[Saved entries]
•••

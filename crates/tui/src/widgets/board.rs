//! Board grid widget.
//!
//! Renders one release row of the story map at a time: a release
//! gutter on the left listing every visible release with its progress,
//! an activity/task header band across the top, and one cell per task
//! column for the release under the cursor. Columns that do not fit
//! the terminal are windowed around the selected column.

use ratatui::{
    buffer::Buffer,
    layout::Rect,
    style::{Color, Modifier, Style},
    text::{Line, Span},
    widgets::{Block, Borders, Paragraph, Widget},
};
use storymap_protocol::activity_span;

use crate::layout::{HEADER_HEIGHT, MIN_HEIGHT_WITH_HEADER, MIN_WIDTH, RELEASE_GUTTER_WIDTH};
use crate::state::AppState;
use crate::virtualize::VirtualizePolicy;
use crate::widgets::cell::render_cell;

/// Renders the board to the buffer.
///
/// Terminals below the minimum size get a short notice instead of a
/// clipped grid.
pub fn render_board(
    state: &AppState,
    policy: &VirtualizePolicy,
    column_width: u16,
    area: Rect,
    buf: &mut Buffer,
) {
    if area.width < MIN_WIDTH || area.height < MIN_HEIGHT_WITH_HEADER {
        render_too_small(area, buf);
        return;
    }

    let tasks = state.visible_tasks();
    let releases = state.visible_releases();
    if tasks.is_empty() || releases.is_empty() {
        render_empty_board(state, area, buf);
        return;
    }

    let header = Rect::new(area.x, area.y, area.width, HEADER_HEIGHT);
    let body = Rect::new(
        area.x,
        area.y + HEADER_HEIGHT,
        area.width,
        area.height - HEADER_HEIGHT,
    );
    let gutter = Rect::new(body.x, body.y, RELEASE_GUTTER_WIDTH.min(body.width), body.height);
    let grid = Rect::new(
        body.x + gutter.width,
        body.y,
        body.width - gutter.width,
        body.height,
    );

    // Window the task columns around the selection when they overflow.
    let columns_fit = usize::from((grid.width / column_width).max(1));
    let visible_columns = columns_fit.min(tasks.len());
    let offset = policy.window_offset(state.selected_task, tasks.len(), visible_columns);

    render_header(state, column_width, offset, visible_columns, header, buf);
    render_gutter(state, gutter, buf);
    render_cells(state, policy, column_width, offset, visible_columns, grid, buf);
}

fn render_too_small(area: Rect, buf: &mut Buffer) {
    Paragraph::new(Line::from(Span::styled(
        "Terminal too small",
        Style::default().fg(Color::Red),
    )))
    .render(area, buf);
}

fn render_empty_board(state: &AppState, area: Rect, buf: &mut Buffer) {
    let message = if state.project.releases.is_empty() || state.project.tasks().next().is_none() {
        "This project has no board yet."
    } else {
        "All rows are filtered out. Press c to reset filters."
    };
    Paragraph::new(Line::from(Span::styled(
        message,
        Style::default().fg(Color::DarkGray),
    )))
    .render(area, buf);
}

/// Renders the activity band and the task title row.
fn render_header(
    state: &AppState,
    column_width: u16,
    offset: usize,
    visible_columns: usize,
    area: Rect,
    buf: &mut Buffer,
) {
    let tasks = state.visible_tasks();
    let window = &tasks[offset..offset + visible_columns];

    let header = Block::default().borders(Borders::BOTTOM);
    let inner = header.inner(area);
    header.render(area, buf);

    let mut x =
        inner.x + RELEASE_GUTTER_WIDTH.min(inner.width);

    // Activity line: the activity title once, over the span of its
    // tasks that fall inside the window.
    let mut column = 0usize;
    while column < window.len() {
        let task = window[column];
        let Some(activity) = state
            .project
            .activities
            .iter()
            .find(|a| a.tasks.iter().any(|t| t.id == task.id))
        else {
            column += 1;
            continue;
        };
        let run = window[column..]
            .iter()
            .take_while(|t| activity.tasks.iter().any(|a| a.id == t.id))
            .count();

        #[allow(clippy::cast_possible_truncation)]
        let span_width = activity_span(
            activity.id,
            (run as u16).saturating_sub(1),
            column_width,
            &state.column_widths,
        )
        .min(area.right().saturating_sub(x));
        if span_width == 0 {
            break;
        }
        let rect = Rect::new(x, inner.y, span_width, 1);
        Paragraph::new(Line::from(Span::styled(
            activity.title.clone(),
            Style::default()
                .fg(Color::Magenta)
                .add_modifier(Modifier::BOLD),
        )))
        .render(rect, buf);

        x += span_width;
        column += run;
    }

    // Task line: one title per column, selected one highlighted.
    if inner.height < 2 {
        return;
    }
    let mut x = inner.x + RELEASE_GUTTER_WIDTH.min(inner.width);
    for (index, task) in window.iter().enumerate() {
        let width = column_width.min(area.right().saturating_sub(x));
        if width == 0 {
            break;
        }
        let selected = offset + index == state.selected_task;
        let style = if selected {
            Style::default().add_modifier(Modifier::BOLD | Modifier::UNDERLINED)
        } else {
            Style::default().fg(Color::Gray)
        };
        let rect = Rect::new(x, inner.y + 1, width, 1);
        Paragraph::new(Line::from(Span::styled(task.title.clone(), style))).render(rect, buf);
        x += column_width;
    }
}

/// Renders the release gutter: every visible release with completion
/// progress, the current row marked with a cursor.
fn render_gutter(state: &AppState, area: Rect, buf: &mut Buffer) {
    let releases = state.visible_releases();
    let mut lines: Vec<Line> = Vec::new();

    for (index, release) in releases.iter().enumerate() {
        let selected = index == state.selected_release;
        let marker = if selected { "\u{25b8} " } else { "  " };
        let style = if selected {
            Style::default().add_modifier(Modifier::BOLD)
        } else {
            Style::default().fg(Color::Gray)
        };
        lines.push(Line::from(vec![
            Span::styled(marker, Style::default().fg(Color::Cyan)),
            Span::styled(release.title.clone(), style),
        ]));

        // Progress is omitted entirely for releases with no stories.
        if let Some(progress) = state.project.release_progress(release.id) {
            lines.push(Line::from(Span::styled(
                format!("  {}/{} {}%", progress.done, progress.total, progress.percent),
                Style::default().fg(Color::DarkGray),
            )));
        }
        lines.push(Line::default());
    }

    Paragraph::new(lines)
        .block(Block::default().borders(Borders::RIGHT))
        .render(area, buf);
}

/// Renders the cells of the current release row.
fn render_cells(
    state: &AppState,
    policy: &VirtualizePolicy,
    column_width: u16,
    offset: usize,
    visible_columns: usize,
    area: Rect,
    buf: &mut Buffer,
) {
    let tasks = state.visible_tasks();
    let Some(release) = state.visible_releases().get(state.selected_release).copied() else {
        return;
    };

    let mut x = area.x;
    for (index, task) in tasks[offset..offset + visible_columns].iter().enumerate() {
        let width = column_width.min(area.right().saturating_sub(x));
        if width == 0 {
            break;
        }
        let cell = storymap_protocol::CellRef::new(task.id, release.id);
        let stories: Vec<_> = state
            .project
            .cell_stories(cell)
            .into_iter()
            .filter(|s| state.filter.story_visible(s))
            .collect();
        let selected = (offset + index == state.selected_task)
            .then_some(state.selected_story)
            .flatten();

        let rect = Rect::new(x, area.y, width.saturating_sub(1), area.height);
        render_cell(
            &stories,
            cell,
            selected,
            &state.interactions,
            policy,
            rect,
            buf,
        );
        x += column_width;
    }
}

•••

▶ **EXERCISE DIRECTIONS**:
Without changing a single character, write out all of the entries.

▶ **ANSWER TO THE EXERCISE**:
filename crates/tui/src/widgets/board.rs
//! Board grid widget.
//!
//! Renders one release row of the story map at a time: a release
//! gutter on the left listing every visible release with its progress,
//! an activity/task header band across the top, and one cell per task
//! column for the release under the cursor. Columns that do not fit
//! the terminal are windowed around the selected column.

use ratatui::{
    buffer::Buffer,
    layout::Rect,
    style::{Color, Modifier, Style},
    text::{Line, Span},
    widgets::{Block, Borders, Paragraph, Widget},
};
use storymap_protocol::activity_span;

use crate::layout::{HEADER_HEIGHT, MIN_HEIGHT_WITH_HEADER, MIN_WIDTH, RELEASE_GUTTER_WIDTH};
use crate::state::AppState;
use crate::virtualize::VirtualizePolicy;
use crate::widgets::cell::render_cell;

/// Renders the board to the buffer.
///
/// Terminals below the minimum size get a short notice instead of a
/// clipped grid.
pub fn render_board(
    state: &AppState,
    policy: &VirtualizePolicy,
    column_width: u16,
    area: Rect,
    buf: &mut Buffer,
) {
    if area.width < MIN_WIDTH || area.height < MIN_HEIGHT_WITH_HEADER {
        render_too_small(area, buf);
        return;
    }

    let tasks = state.visible_tasks();
    let releases = state.visible_releases();
    if tasks.is_empty() || releases.is_empty() {
        render_empty_board(state, area, buf);
        return;
    }

    let header = Rect::new(area.x, area.y, area.width, HEADER_HEIGHT);
    let body = Rect::new(
        area.x,
        area.y + HEADER_HEIGHT,
        area.width,
        area.height - HEADER_HEIGHT,
    );
    let gutter = Rect::new(body.x, body.y, RELEASE_GUTTER_WIDTH.min(body.width), body.height);
    let grid = Rect::new(
        body.x + gutter.width,
        body.y,
        body.width - gutter.width,
        body.height,
    );

    // Window the task columns around the selection when they overflow.
    let columns_fit = usize::from((grid.width / column_width).max(1));
    let visible_columns = columns_fit.min(tasks.len());
    let offset = policy.window_offset(state.selected_task, tasks.len(), visible_columns);

    render_header(state, column_width, offset, visible_columns, header, buf);
    render_gutter(state, gutter, buf);
    render_cells(state, policy, column_width, offset, visible_columns, grid, buf);
}

fn render_too_small(area: Rect, buf: &mut Buffer) {
    Paragraph::new(Line::from(Span::styled(
        "Terminal too small",
        Style::default().fg(Color::Red),
    )))
    .render(area, buf);
}

fn render_empty_board(state: &AppState, area: Rect, buf: &mut Buffer) {
    let message = if state.project.releases.is_empty() || state.project.tasks().next().is_none() {
        "This project has no board yet."
    } else {
        "All rows are filtered out. Press c to reset filters."
    };
    Paragraph::new(Line::from(Span::styled(
        message,
        Style::default().fg(Color::DarkGray),
    )))
    .render(area, buf);
}

/// Renders the activity band and the task title row.
fn render_header(
    state: &AppState,
    column_width: u16,
    offset: usize,
    visible_columns: usize,
    area: Rect,
    buf: &mut Buffer,
) {
    let tasks = state.visible_tasks();
    let window = &tasks[offset..offset + visible_columns];

    let header = Block::default().borders(Borders::BOTTOM);
    let inner = header.inner(area);
    header.render(area, buf);

    let mut x =
        inner.x + RELEASE_GUTTER_WIDTH.min(inner.width);

    // Activity line: the activity title once, over the span of its
    // tasks that fall inside the window.
    let mut column = 0usize;
    while column < window.len() {
        let task = window[column];
        let Some(activity) = state
            .project
            .activities
            .iter()
            .find(|a| a.tasks.iter().any(|t| t.id == task.id))
        else {
            column += 1;
            continue;
        };
        let run = window[column..]
            .iter()
            .take_while(|t| activity.tasks.iter().any(|a| a.id == t.id))
            .count();

        #[allow(clippy::cast_possible_truncation)]
        let span_width = activity_span(
            activity.id,
            (run as u16).saturating_sub(1),
            column_width,
            &state.column_widths,
        )
        .min(area.right().saturating_sub(x));
        if span_width == 0 {
            break;
        }
        let rect = Rect::new(x, inner.y, span_width, 1);
        Paragraph::new(Line::from(Span::styled(
            activity.title.clone(),
            Style::default()
                .fg(Color::Magenta)
                .add_modifier(Modifier::BOLD),
        )))
        .render(rect, buf);

        x += span_width;
        column += run;
    }

    // Task line: one title per column, selected one highlighted.
    if inner.height < 2 {
        return;
    }
    let mut x = inner.x + RELEASE_GUTTER_WIDTH.min(inner.width);
    for (index, task) in window.iter().enumerate() {
        let width = column_width.min(area.right().saturating_sub(x));
        if width == 0 {
            break;
        }
        let selected = offset + index == state.selected_task;
        let style = if selected {
            Style::default().add_modifier(Modifier::BOLD | Modifier::UNDERLINED)
        } else {
            Style::default().fg(Color::Gray)
        };
        let rect = Rect::new(x, inner.y + 1, width, 1);
        Paragraph::new(Line::from(Span::styled(task.title.clone(), style))).render(rect, buf);
        x += column_width;
    }
}

/// Renders the release gutter: every visible release with completion
/// progress, the current row marked with a cursor.
fn render_gutter(state: &AppState, area: Rect, buf: &mut Buffer) {
    let releases = state.visible_releases();
    let mut lines: Vec<Line> = Vec::new();

    for (index, release) in releases.iter().enumerate() {
        let selected = index == state.selected_release;
        let marker = if selected { "\u{25b8} " } else { "  " };
        let style = if selected {
            Style::default().add_modifier(Modifier::BOLD)
        } else {
            Style::default().fg(Color::Gray)
        };
        lines.push(Line::from(vec![
            Span::styled(marker, Style::default().fg(Color::Cyan)),
            Span::styled(release.title.clone(), style),
        ]));

        // Progress is omitted entirely for releases with no stories.
        if let Some(progress) = state.project.release_progress(release.id) {
            lines.push(Line::from(Span::styled(
                format!("  {}/{} {}%", progress.done, progress.total, progress.percent),
                Style::default().fg(Color::DarkGray),
            )));
        }
        lines.push(Line::default());
    }

    Paragraph::new(lines)
        .block(Block::default().borders(Borders::RIGHT))
        .render(area, buf);
}

/// Renders the cells of the current release row.
fn render_cells(
    state: &AppState,
    policy: &VirtualizePolicy,
    column_width: u16,
    offset: usize,
    visible_columns: usize,
    area: Rect,
    buf: &mut Buffer,
) {
    let tasks = state.visible_tasks();
    let Some(release) = state.visible_releases().get(state.selected_release).copied() else {
        return;
    };

    let mut x = area.x;
    for (index, task) in tasks[offset..offset + visible_columns].iter().enumerate() {
        let width = column_width.min(area.right().saturating_sub(x));
        if width == 0 {
            break;
        }
        let cell = storymap_protocol::CellRef::new(task.id, release.id);
        let stories: Vec<_> = state
            .project
            .cell_stories(cell)
            .into_iter()
            .filter(|s| state.filter.story_visible(s))
            .collect();
        let selected = (offset + index == state.selected_task)
            .then_some(state.selected_story)
            .flatten();

        let rect = Rect::new(x, area.y, width.saturating_sub(1), area.height);
        render_cell(
            &stories,
            cell,
            selected,
            &state.interactions,
            policy,
            rect,
            buf,
        );
        x += column_width;
    }
}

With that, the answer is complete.